*About this exercise*
The complete listing should be copied out exactly.

⁂

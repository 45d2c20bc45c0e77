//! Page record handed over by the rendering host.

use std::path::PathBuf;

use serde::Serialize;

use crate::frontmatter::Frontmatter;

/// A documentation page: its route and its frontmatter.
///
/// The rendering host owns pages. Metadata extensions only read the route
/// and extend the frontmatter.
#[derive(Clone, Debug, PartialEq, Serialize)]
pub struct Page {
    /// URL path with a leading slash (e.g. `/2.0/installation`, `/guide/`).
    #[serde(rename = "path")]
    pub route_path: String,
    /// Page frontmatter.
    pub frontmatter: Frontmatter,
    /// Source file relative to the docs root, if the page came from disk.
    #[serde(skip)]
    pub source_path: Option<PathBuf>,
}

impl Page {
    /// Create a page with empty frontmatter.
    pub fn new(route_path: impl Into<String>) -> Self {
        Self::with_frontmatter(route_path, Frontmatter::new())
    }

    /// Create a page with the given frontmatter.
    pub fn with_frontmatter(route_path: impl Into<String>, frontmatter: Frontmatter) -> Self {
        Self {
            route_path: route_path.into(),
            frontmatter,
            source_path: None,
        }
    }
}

⁂

*Solution*
repository 45d2c20bc45c0e77
//! Page record handed over by the rendering host.

use std::path::PathBuf;

use serde::Serialize;

use crate::frontmatter::Frontmatter;

/// A documentation page: its route and its frontmatter.
///
/// The rendering host owns pages. Metadata extensions only read the route
/// and extend the frontmatter.
#[derive(Clone, Debug, PartialEq, Serialize)]
pub struct Page {
    /// URL path with a leading slash (e.g. `/2.0/installation`, `/guide/`).
    #[serde(rename = "path")]
    pub route_path: String,
    /// Page frontmatter.
    pub frontmatter: Frontmatter,
    /// Source file relative to the docs root, if the page came from disk.
    #[serde(skip)]
    pub source_path: Option<PathBuf>,
}

impl Page {
    /// Create a page with empty frontmatter.
    pub fn new(route_path: impl Into<String>) -> Self {
        Self::with_frontmatter(route_path, Frontmatter::new())
    }

    /// Create a page with the given frontmatter.
    pub fn with_frontmatter(route_path: impl Into<String>, frontmatter: Frontmatter) -> Self {
        Self {
            route_path: route_path.into(),
            frontmatter,
            source_path: None,
        }
    }
}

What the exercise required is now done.